What the exercise asks =
Write out exactly the lines of the entries below, from the first through the line containing "<ambient>0.2 0.2 0.2</ambient>", and nothing beyond them.

Records supplied =

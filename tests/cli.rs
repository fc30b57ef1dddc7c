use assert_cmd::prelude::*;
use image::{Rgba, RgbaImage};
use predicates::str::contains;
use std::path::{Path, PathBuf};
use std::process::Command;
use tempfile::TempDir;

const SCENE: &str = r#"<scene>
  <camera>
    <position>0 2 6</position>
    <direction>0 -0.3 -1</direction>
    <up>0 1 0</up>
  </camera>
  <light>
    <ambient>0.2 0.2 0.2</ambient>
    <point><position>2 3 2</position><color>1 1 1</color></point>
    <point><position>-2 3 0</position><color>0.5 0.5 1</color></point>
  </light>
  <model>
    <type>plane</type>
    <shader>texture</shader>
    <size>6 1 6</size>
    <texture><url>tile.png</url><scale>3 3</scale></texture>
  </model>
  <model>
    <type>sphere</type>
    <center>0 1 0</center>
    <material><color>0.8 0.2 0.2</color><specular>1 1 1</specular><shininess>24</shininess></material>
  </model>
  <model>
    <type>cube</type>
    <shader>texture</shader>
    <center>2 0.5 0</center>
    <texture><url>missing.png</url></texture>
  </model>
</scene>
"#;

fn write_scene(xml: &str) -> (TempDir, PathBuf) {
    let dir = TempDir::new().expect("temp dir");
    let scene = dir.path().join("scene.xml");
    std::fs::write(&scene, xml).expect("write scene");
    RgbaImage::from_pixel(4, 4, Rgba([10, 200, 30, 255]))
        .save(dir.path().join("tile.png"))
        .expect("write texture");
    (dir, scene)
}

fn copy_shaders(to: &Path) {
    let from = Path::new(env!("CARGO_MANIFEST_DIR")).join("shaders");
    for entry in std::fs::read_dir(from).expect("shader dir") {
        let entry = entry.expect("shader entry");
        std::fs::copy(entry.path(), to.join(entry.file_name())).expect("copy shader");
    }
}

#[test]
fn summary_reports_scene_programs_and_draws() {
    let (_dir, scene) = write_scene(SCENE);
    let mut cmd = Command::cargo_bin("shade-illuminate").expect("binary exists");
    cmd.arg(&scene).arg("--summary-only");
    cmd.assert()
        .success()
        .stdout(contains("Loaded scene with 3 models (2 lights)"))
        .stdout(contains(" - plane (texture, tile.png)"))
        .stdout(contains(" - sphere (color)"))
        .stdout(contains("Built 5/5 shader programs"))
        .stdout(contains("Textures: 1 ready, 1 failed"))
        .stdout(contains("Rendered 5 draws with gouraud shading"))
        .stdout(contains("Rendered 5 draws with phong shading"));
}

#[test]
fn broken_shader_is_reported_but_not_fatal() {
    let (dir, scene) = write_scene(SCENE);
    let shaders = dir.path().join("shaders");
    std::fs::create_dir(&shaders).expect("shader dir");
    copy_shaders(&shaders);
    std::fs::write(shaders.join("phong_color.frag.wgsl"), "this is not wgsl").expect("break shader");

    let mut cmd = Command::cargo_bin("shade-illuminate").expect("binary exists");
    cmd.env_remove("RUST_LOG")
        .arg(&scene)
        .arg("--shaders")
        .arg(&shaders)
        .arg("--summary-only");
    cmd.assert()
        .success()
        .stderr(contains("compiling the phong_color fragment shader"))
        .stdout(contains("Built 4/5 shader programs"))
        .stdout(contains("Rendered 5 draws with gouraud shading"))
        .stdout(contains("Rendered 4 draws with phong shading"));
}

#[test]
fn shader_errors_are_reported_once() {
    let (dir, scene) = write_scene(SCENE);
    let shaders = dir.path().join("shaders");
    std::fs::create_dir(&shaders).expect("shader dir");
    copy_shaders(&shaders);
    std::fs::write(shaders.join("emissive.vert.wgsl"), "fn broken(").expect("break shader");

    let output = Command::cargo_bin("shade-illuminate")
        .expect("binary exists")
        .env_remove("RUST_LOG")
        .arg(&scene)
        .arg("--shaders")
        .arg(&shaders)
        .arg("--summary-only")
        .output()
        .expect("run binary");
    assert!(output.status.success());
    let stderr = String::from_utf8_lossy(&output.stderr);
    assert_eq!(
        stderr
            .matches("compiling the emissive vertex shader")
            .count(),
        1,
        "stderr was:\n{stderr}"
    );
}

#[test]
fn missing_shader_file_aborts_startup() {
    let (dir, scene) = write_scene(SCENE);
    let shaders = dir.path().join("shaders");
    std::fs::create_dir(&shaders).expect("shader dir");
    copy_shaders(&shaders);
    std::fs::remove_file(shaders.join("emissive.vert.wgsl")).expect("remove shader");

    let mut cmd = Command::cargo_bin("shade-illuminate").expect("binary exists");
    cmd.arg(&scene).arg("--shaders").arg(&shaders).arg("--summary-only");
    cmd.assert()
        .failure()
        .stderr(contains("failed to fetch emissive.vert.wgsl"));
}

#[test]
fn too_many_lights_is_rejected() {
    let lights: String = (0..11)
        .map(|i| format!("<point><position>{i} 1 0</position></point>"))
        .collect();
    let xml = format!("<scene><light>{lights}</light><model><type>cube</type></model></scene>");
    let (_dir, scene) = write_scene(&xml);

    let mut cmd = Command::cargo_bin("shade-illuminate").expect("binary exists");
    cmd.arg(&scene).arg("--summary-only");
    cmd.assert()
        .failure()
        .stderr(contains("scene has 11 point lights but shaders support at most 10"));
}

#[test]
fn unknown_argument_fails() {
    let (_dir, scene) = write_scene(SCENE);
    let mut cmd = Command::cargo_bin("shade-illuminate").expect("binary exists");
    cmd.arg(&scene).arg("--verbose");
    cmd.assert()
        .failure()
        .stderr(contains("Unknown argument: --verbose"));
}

Exercise result =
filename tests/cli.rs
repository fc30b57ef1dddc7c
use assert_cmd::prelude::*;
use image::{Rgba, RgbaImage};
use predicates::str::contains;
use std::path::{Path, PathBuf};
use std::process::Command;
use tempfile::TempDir;

const SCENE: &str = r#"<scene>
  <camera>
    <position>0 2 6</position>
    <direction>0 -0.3 -1</direction>
    <up>0 1 0</up>
  </camera>
  <light>
    <ambient>0.2 0.2 0.2</ambient>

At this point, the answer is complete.